Esto motivó el resurgir de caudillos y líderes, con el agravante de conformar gobiernos en los que, ganara quien ganare, podían utilizar los decretos de necesidad y urgencia (DNU), desvirtuando la esencia democracia de dicho modelo.
Conclusiones
Ante esta realidad electoral, se legaliza la participación antiética de legisladores, intendentes y gobernantes quienes, sin abandonar sus cargos como representantes del pueblo, participan como candidatos de distintas coaliciones; que pierden credibilidad; o, peor aún cuando, provenientes de distintos signos ideológicos o partidarios, por fines exclusivamente personales terminan mezclados en una misma coalición.
Ésta es la muestra palpable de la falta de una conducción estratégica que surja desde el seno mismo de la sociedad argentina y elabore conjuntamente con el pueblo organizado las pautas fundamentales de un proyecto nacional.
Los partidos políticos no deben desaparecer porque tendrán la misión, una vez definida la finalidad común a alcanzar: ofrecer las etapas y los actores con quienes concretarán ese objetivo para asegurar su éxito.

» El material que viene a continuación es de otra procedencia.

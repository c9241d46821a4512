//! Source locations

use serde::{Deserialize, Serialize};

/// Byte range into a source file
#[derive(Debug, Clone, Copy, PartialEq, Eq, Hash, Default, Serialize, Deserialize)]
pub struct Span {
    pub start: usize,
    pub end: usize,
}

impl Span {
    pub fn new(start: usize, end: usize) -> Self {
        Self { start, end }
    }

    /// Smallest span covering both `self` and `other`
    pub fn merge(self, other: Span) -> Span {
        Span {
            start: self.start.min(other.start),
            end: self.end.max(other.end),
        }
    }

    pub fn len(&self) -> usize {
        self.end.saturating_sub(self.start)
    }

    pub fn is_empty(&self) -> bool {
        self.len() == 0
    }
}

impl std::fmt::Display for Span {
    fn fmt(&self, f: &mut std::fmt::Formatter<'_>) -> std::fmt::Result {
        write!(f, "{}..{}", self.start, self.end)
    }
}

#[cfg(test)]
mod tests {
    use super::*;

    #[test]
    fn test_merge_covers_both() {
        let a = Span::new(4, 9);
        let b = Span::new(1, 6);
        assert_eq!(a.merge(b), Span::new(1, 9));
        assert_eq!(b.merge(a), Span::new(1, 9));
    }

    #[test]
    fn test_empty_span() {
        assert!(Span::default().is_empty());
        assert_eq!(Span::new(3, 7).len(), 4);
    }
}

El pueblo argentino, cansado de ceder lo que debe ser de su exclusiva competencia, presiente la oportunidad de terminar con las agresiones y las divisiones inconducentes porque intuye que, independientemente de quién resulte ganador en las próximas elecciones, no podrá producir las soluciones trascendentes que nuestra Patria necesita.
Menos aún si pretende hacerlo sin el protagonismo de una comunidad unida y organizada.